【政論探求】ホテルのバーがなぜ悪い
麻生太郎首相の「高級ホテルのバー通い」がなにやら政治問題化している。これのどこが悪いというのか。
どうやら特定の記者がしつこく追及し、これをほかのメディアも伝えているというのが実情らしい。こんなことが政治報道の軸になってはたまらない。
筆者などが政治の現場で走り回っていたころは、こういう特殊な記者がいたら、よってたかって成敗したものだ。国民に知らせるべき肝心の政治取材が阻害されるからだ。
まして、いま、政治の最大の焦点は100年に一度といわれる世界的経済危機と国内政局との関係にある。こういうつまらない質問で首相を煩わせていいのか。首相にただすべきことはほかにいくらもある。
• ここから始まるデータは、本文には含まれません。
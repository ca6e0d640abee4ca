use std::{fs, path::PathBuf, process::ExitCode};

use clap::{Args, Parser, Subcommand};
use tracing_subscriber::EnvFilter;

use wf_ripper::{
    decode_layer, decode_sprite_archive, decode_tileset,
    input::{
        find_with_extensions, load_palette_file, load_tile_sheets, output_stem, parse_offset,
        PaletteFile, ANM_EXTENSIONS, LYR_EXTENSIONS, TS_EXTENSIONS,
    },
    output,
    tileset::read_header as read_tileset_header,
    AnmFormat, CanvasConfig, ChannelScale, DecodeError, LayerOptions, LyrFormat,
    PaletteSource, SheetDirectory, SpriteOptions, TileSource, TilesetOptions, TsFormat,
};

#[derive(Parser)]
#[command(name = "wf_ripper")]
#[command(about = "Extracts sprites, tilesets and layers from WayForward archives")]
#[command(version)]
struct Cli {
    #[command(subcommand)]
    command: Commands,
}

#[derive(Args)]
struct SourceArgs {
    /// Read the archive out of a ROM image instead of a standalone file
    #[arg(long, requires = "start")]
    rom: Option<PathBuf>,

    /// Archive offset inside the ROM image (decimal or 0x-prefixed hex)
    #[arg(long, value_parser = parse_offset)]
    start: Option<u64>,

    /// Output directory
    #[arg(short, long, default_value = ".")]
    out: PathBuf,
}

#[derive(Subcommand)]
enum Commands {
    /// Render every frame of a sprite archive (.anm/.an4/.an8)
    Anm {
        /// Archive name without extension
        name: String,

        /// Archive format (0-5)
        #[arg(short, long, value_parser = clap::value_parser!(u8).range(0..=5))]
        format: u8,

        /// Scene or palette file name without extension (.pal or .scn)
        #[arg(long)]
        scene: Option<String>,

        /// Palette bank for 16-colour sprites
        #[arg(long, default_value_t = 0, value_parser = clap::value_parser!(u8).range(0..=15))]
        palette_num: u8,

        #[arg(long, default_value_t = 256)]
        width: u32,

        #[arg(long, default_value_t = 256)]
        height: u32,

        /// Keep the canvas transparent so tile edges stay visible
        #[arg(long)]
        tile_bounds: bool,

        /// Scale colour channels to the full 0-255 range
        #[arg(long)]
        normalized: bool,

        /// Write identical frames only once
        #[arg(long)]
        skip_duplicates: bool,

        #[command(flatten)]
        source: SourceArgs,
    },

    /// Assemble the metatile sheet of a tileset (.ts4/.ts8)
    Ts {
        name: String,

        /// Archive format (0-4)
        #[arg(short, long, value_parser = clap::value_parser!(u8).range(0..=4))]
        format: u8,

        #[arg(long)]
        scene: Option<String>,

        #[arg(long)]
        normalized: bool,

        /// Recover GBA tilesets with more than 1024 tiles
        #[arg(long)]
        tile_delimiter: bool,

        /// Take tiles from <name>.png or <name>_0.png..<name>_15.png
        #[arg(long)]
        png_tiles: bool,

        #[command(flatten)]
        source: SourceArgs,
    },

    /// Render the screens and full map of a layer (.lyr)
    Lyr {
        name: String,

        /// Archive format (0-3)
        #[arg(short, long, value_parser = clap::value_parser!(u8).range(0..=3))]
        format: u8,

        /// Metatile sheet name used when the linked tileset has none
        #[arg(long, default_value = "")]
        metatiles: String,

        /// Directory holding <name>_metatile.png sheets (defaults to --out)
        #[arg(long)]
        sheets: Option<PathBuf>,

        #[command(flatten)]
        source: SourceArgs,
    },
}

fn scale_for(normalized: bool) -> ChannelScale {
    if normalized {
        ChannelScale::Normalized
    } else {
        ChannelScale::Raw
    }
}

/// Archive bytes plus the archive's base offset (`None` for standalone files).
fn load_archive(
    name: &str,
    extensions: &[&str],
    source: &SourceArgs,
) -> Result<(Vec<u8>, Option<u64>), DecodeError> {
    if let Some(rom) = &source.rom {
        tracing::info!(rom = %rom.display(), start = ?source.start, "reading from ROM image");
        return Ok((fs::read(rom)?, source.start));
    }

    let path = find_with_extensions(name, extensions).ok_or_else(|| {
        DecodeError::MissingInput(format!(
            "Can't find '{}' with any of the extensions {:?}",
            name, extensions
        ))
    })?;
    tracing::info!(path = %path.display(), "reading archive");
    Ok((fs::read(path)?, None))
}

fn load_scene(scene: Option<&str>) -> Result<Option<PaletteFile>, DecodeError> {
    let Some(scene) = scene else {
        return Ok(None);
    };
    let file = load_palette_file(scene)?;
    if file.is_none() {
        tracing::warn!("Can't find '{0}.pal' or '{0}.scn', using grayscale", scene);
    }
    Ok(file)
}

fn palette_source(file: &Option<PaletteFile>) -> PaletteSource<'_> {
    match file {
        Some(f) => PaletteSource::Companion {
            data: &f.data,
            offset: f.offset,
        },
        None => PaletteSource::None,
    }
}

fn run(cli: Cli) -> Result<(), DecodeError> {
    match cli.command {
        Commands::Anm {
            name,
            format,
            scene,
            palette_num,
            width,
            height,
            tile_bounds,
            normalized,
            skip_duplicates,
            source,
        } => {
            let (data, base_offset) = load_archive(&name, &ANM_EXTENSIONS, &source)?;
            let palette = load_scene(scene.as_deref())?;
            let options = SpriteOptions {
                format: AnmFormat::try_from(format)?,
                base_offset,
                canvas: CanvasConfig {
                    width,
                    height,
                    palette_num,
                    tile_bounds,
                    scale: scale_for(normalized),
                },
            };

            let archive = decode_sprite_archive(&data, palette_source(&palette), &options)?;
            output::export_sprite_archive(&archive, &source.out, &output_stem(&name), skip_duplicates)?;
            if base_offset.is_some() {
                tracing::info!("next file likely starts at {:#x}", archive.header.next_file_offset());
            }
        }
        Commands::Ts {
            name,
            format,
            scene,
            normalized,
            tile_delimiter,
            png_tiles,
            source,
        } => {
            let (data, base_offset) = load_archive(&name, &TS_EXTENSIONS, &source)?;
            let palette = load_scene(scene.as_deref())?;
            let options = TilesetOptions {
                format: TsFormat::try_from(format)?,
                base_offset,
                scale: scale_for(normalized),
                tile_delimiter,
            };

            let sheets = if png_tiles {
                let header = read_tileset_header(&data, &options)?;
                Some(load_tile_sheets(&name, header.is_8bpp())?)
            } else {
                None
            };
            let tiles = match &sheets {
                Some(sheets) => TileSource::Sheets(sheets),
                None => TileSource::Archive,
            };

            let sheet = decode_tileset(&data, palette_source(&palette), tiles, &options)?;
            output::export_tileset(&sheet, &source.out, &output_stem(&name))?;
            if base_offset.is_some() {
                tracing::info!("next file likely starts at {:#x}", sheet.next_file_offset());
            }
        }
        Commands::Lyr {
            name,
            format,
            metatiles,
            sheets,
            source,
        } => {
            let (data, base_offset) = load_archive(&name, &LYR_EXTENSIONS, &source)?;
            let provider = SheetDirectory::new(sheets.as_ref().unwrap_or(&source.out));
            let options = LayerOptions {
                format: LyrFormat::try_from(format)?,
                base_offset,
                fallback_sheet: metatiles,
            };

            let layer = decode_layer(&data, &provider, &options)?;
            output::export_layer(&layer, &source.out, &output_stem(&name))?;
        }
    }
    Ok(())
}

fn main() -> ExitCode {
    tracing_subscriber::fmt()
        .with_env_filter(
            EnvFilter::try_from_default_env().unwrap_or_else(|_| EnvFilter::new("info")),
        )
        .init();

    match run(Cli::parse()) {
        Ok(()) => ExitCode::SUCCESS,
        Err(e) => {
            tracing::error!("{}", e);
            ExitCode::FAILURE
        }
    }
}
このコラムでも以前、首相就任前の麻生氏が夜の会合を終えてからなじみの酒場に毎晩のように顔を出すことを紹介したが、これは、気力、体力の充実ぶりを示すものとしての話だ。失礼ながら、あのトシで酒場に精勤するというのは、なまなかのことではない。
麻生首相の場合、一日の最後に好きな葉巻と酒でリフレッシュすることと、重要人物との密談が目的という。首相のライフスタイルと情報収集の邪魔をしてはいけない。
かつて政治家の夜の密談場所としては料亭が通り相場だったが、料亭そのものがめっきり減った。ホテルのバーなら料亭よりも格安だし、ロビーがあるから記者たちが待機する場所にも困らない。
それを庶民感覚と結び付けて報じるのはどういう神経か。首相が一杯飲み屋に通っていたら、この方が問題だ。警備も大変だし、一般客に迷惑をかける。
筆者の現役時代は料亭の前で待った。出口のまん前に車を止めてさっと乗られてしまうから、つかまえるのが厄介だ。表向きの会合だけならいいが、ときに「カゴ脱け」をやられる。別の部屋に本来の密談相手に待っていてもらい、会合を中座して会うというものだ。だから、会合の一群が帰ったあと、電柱の影でしばらく待つということもやった。空振りも多かったが、要人たちの密談取材は体力勝負でもあった。
首相がホテルのバーを利用していることがニュースになるというのでは、政治報道の「劣化」を意味するのではないかと気になる。(客員編集委員 花岡信昭)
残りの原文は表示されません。